* [Working data]
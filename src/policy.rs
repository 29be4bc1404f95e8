//! The copy policy transform.
//!
//! Derives a follower order draft from a master order under the link's
//! policy. Deterministic given (master order, link, reference price, lot
//! size): no clock, no randomness.

use crate::types::event::SkipReason;
use crate::types::instrument::InstrumentCode;
use crate::types::link::{CopyPolicy, FollowerLink};
use crate::types::order::{Order, OrderDraft};

/// Result of the transform: an order draft, or a recorded skip.
#[derive(Debug, Clone)]
pub enum Transformed {
    /// Place this draft.
    Order(OrderDraft),
    /// Nothing to place; record the reason.
    Skip(SkipReason),
}

/// Raw follower quantity before lot flooring.
///
/// - fixed-ratio: `round(q_m × ratio)`
/// - percentage: `floor(available_balance × percent/100 ÷ reference_price)`
/// - fixed-quantity: the link's quantity, regardless of master quantity
///
/// A percentage policy with no balance or reference price yields zero —
/// the caller records `TooSmall`.
pub fn raw_quantity(
    master: &Order,
    link: &FollowerLink,
    available_balance: Option<f64>,
    reference_price: Option<f64>,
) -> u32 {
    match link.policy {
        CopyPolicy::FixedRatio { ratio } => {
            let q = (f64::from(master.quantity) * ratio).round();
            if q.is_finite() && q > 0.0 { q as u32 } else { 0 }
        }
        CopyPolicy::Percentage { percent } => {
            let (Some(balance), Some(price)) = (available_balance, reference_price) else {
                return 0;
            };
            if price <= 0.0 {
                return 0;
            }
            let q = (balance * percent / 100.0 / price).floor();
            if q.is_finite() && q > 0.0 { q as u32 } else { 0 }
        }
        CopyPolicy::FixedQuantity { quantity } => quantity,
    }
}

/// Full transform: quantity derivation, lot flooring, and the link's
/// per-order notional cap. Side, type, symbol, exchange, prices, product,
/// and validity carry over from the master verbatim.
pub fn transform(
    master: &Order,
    link: &FollowerLink,
    instrument: &InstrumentCode,
    available_balance: Option<f64>,
    reference_price: Option<f64>,
) -> Transformed {
    let raw = raw_quantity(master, link, available_balance, reference_price);
    let quantity = instrument.floor_to_lot(raw);
    if quantity == 0 {
        return Transformed::Skip(SkipReason::TooSmall);
    }

    if let Some(cap) = link.max_order_notional {
        let price = master.price.or(reference_price);
        if let Some(price) = price {
            if price * f64::from(quantity) > cap {
                return Transformed::Skip(SkipReason::LinkNotionalCap);
            }
        }
    }

    Transformed::Order(OrderDraft::follower_of(
        master,
        &link.follower_account,
        quantity,
    ))
}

* [Aim of the task] Report all lines of the data that include the word "round".

* [Exercise solution]
/// - fixed-ratio: `round(q_m × ratio)`
            let q = (f64::from(master.quantity) * ratio).round();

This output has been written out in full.